Brief
Filter these records by the string "CreateFeedback", copying each line that holds it.

Saved entries
● ● ● ●

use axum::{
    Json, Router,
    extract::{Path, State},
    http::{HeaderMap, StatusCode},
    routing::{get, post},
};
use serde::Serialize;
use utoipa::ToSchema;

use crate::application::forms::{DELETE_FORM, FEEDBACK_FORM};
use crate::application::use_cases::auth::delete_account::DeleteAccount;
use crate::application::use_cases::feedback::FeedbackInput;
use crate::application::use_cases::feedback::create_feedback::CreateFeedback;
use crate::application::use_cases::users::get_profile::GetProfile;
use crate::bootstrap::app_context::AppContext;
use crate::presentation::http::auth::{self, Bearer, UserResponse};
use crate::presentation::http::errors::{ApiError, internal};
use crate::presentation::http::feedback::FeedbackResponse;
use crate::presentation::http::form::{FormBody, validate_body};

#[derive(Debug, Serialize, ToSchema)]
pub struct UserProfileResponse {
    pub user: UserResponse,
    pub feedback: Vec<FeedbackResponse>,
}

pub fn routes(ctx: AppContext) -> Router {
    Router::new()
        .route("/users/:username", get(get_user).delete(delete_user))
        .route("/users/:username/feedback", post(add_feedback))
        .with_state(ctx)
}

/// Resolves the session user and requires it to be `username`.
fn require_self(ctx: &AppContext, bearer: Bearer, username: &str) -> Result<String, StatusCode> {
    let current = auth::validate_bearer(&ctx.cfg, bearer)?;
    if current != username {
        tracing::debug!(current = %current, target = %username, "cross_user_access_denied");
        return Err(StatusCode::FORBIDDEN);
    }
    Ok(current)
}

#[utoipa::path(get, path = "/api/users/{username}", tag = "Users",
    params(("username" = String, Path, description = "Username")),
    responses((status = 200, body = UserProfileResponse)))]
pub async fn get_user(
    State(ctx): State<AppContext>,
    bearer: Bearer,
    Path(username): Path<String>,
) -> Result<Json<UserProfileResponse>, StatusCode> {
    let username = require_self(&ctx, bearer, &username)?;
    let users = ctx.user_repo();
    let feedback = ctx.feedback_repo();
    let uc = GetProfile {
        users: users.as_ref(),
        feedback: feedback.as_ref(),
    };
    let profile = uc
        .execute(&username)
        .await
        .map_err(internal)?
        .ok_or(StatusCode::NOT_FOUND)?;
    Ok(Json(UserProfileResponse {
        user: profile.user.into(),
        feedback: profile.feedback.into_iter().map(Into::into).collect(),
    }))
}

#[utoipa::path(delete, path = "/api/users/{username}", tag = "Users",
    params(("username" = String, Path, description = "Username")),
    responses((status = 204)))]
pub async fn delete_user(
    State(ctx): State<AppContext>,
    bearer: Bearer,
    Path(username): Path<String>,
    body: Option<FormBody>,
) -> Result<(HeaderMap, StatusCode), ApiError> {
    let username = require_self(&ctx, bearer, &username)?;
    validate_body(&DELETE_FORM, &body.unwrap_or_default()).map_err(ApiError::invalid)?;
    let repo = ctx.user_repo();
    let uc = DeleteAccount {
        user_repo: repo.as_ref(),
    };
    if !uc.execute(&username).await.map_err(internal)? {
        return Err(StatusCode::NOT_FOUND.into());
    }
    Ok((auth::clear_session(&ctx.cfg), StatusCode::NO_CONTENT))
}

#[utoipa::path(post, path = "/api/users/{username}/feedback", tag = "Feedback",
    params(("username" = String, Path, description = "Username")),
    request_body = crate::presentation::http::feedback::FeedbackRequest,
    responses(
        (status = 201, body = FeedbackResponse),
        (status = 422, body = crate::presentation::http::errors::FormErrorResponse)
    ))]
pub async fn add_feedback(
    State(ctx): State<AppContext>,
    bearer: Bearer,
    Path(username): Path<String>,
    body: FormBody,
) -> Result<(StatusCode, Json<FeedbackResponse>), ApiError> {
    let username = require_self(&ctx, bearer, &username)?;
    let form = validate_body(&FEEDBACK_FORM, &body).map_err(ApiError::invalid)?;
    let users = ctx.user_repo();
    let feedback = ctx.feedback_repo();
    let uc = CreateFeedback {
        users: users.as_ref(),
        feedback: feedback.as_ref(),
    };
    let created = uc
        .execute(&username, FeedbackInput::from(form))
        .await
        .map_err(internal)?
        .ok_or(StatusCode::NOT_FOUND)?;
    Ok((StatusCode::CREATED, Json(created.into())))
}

● ● ● ●

Response below
use crate::application::use_cases::feedback::create_feedback::CreateFeedback;
    let uc = CreateFeedback {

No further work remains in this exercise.